▶ **Problem requirements**:
Determine how many lines in the entries below contain "Post", and output that number alone.

** Source data follows **

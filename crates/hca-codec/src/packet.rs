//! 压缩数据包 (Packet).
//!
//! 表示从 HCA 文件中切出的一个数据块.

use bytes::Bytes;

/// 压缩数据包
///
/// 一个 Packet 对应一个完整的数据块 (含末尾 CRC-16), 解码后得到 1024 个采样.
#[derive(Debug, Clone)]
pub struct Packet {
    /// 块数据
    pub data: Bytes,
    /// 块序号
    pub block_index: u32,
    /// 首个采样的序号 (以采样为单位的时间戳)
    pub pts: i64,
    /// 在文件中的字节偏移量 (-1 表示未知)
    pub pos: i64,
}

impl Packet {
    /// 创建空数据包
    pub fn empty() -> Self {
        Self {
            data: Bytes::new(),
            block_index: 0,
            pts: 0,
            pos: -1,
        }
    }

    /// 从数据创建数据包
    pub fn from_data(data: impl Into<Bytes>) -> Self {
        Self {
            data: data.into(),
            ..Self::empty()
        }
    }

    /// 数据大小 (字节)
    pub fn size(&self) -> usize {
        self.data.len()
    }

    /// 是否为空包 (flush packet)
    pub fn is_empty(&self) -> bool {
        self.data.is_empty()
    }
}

** End of Source data **
** Source data follows **

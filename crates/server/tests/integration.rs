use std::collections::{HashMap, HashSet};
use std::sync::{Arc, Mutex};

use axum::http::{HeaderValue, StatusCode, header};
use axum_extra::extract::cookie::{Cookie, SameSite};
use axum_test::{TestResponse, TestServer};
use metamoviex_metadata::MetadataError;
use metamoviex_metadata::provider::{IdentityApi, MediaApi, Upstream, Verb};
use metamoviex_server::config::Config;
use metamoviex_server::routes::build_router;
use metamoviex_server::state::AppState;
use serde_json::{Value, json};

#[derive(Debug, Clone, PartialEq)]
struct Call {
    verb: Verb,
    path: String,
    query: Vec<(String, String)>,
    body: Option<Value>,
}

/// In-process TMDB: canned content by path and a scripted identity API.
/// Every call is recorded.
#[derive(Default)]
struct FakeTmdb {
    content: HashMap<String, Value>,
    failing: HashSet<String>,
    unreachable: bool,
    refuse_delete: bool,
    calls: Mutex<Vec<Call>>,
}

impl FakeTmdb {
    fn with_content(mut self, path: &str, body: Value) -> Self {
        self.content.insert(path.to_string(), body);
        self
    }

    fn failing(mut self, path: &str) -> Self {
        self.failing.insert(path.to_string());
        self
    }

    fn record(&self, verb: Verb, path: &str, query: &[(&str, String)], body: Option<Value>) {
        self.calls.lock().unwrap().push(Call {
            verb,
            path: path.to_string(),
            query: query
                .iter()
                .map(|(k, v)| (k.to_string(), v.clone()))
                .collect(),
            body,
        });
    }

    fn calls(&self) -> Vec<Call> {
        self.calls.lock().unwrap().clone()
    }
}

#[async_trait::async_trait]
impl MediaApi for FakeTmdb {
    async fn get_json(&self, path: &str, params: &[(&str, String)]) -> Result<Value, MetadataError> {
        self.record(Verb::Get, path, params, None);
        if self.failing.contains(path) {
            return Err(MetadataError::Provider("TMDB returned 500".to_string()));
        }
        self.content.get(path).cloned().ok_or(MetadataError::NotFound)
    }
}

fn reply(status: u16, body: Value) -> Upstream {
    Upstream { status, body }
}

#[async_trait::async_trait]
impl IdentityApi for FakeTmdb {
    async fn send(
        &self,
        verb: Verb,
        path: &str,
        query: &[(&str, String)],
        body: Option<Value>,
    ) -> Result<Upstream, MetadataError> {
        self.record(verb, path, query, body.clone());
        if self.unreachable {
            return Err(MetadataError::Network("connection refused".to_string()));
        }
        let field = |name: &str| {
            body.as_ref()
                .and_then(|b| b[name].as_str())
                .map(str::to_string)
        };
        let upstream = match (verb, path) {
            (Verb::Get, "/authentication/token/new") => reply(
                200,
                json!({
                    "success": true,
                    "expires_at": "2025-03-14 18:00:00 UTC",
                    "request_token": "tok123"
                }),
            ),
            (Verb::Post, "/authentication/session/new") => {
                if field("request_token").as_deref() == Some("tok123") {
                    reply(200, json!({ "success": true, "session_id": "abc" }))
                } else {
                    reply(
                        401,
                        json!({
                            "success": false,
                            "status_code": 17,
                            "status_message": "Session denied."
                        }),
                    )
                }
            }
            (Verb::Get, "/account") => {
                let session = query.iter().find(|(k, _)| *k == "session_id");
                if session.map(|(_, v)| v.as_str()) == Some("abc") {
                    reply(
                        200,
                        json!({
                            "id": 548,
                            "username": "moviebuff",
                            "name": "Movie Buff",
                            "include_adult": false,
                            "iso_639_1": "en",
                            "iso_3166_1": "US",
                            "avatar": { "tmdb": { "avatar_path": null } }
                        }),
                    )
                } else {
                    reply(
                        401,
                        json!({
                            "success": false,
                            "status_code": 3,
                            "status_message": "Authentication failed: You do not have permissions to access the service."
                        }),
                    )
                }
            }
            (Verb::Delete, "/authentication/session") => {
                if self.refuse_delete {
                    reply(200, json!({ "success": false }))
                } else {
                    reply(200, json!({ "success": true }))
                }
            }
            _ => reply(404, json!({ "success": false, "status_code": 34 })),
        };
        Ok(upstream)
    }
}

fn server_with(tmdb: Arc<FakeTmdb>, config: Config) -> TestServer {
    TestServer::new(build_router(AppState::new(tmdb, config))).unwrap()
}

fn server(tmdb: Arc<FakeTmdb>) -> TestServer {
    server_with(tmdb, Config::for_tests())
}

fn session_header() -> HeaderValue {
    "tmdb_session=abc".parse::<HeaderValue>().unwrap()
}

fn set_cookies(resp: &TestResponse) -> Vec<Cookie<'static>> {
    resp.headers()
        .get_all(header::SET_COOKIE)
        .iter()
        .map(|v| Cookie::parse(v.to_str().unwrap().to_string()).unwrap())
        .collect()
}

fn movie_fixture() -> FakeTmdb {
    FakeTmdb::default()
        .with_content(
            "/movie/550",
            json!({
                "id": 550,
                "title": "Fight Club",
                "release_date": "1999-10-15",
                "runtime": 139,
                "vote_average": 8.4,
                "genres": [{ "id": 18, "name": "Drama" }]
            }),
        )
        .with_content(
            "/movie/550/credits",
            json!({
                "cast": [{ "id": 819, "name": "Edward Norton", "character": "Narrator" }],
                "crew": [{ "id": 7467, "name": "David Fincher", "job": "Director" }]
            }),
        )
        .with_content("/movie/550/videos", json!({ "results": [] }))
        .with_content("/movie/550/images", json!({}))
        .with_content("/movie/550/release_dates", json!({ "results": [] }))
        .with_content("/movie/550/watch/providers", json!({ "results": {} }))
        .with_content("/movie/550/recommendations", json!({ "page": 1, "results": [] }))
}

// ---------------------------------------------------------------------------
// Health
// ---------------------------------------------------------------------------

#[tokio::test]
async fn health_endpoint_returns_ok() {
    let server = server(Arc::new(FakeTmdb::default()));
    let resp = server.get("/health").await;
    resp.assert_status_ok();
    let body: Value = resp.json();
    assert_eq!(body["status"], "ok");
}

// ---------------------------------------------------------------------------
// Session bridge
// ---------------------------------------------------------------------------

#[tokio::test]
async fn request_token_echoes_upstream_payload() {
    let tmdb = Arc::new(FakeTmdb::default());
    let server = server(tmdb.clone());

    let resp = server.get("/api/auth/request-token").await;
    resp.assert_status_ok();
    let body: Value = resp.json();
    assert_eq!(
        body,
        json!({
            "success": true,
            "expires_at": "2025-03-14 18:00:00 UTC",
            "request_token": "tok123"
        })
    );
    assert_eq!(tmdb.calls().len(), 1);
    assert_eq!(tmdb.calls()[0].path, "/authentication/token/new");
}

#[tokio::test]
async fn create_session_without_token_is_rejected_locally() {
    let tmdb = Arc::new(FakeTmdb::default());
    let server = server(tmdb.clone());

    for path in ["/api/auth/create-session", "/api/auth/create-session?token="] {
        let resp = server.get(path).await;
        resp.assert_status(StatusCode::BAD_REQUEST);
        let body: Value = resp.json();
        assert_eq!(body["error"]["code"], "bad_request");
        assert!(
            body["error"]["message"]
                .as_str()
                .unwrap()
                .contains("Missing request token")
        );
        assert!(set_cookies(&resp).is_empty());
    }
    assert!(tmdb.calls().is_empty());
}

** End of Source data **
** Source data follows **

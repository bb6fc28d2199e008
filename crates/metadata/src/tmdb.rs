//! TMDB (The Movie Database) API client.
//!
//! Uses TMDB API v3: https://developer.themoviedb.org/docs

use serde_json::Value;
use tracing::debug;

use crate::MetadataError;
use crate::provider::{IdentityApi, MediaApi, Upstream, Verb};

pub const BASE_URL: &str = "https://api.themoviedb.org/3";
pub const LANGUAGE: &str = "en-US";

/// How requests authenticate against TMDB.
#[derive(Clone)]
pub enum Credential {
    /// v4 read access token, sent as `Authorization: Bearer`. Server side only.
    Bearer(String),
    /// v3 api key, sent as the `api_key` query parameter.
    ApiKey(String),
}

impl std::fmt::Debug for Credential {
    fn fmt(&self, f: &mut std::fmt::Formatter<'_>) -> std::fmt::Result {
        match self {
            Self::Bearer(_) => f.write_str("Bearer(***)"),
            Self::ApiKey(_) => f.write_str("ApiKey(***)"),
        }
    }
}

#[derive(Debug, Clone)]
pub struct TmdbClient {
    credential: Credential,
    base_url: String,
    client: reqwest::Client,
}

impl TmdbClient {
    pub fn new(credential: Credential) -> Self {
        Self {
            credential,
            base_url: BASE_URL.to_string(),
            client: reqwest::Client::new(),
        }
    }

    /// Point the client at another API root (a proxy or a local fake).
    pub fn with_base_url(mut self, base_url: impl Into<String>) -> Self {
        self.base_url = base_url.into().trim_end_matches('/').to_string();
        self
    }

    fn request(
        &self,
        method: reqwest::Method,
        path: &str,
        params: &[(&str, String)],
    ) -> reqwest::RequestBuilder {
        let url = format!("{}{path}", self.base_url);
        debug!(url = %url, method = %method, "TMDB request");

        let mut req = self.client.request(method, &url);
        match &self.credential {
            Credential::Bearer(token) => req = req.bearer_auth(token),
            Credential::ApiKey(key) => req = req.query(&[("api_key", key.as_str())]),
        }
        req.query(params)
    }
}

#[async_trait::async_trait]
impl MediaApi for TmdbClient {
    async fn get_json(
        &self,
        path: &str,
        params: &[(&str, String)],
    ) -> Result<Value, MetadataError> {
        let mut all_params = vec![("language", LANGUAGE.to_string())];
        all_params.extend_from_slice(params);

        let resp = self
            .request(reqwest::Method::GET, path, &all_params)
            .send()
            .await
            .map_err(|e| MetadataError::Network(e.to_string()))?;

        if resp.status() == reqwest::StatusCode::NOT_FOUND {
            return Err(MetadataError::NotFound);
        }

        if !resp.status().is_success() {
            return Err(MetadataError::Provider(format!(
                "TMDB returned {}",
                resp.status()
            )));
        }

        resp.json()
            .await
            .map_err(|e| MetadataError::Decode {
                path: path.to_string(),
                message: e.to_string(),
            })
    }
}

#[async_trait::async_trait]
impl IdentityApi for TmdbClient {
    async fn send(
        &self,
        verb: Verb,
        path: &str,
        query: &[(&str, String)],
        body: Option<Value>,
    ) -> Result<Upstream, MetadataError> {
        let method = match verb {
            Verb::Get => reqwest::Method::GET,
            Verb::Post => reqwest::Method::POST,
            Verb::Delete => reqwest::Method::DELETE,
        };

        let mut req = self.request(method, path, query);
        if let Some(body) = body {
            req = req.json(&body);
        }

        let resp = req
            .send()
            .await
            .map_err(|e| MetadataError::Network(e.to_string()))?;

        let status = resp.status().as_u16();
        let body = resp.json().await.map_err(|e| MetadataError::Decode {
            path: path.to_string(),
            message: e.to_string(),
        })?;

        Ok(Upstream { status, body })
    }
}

** End of Source data **

▶ **Written answer**:
2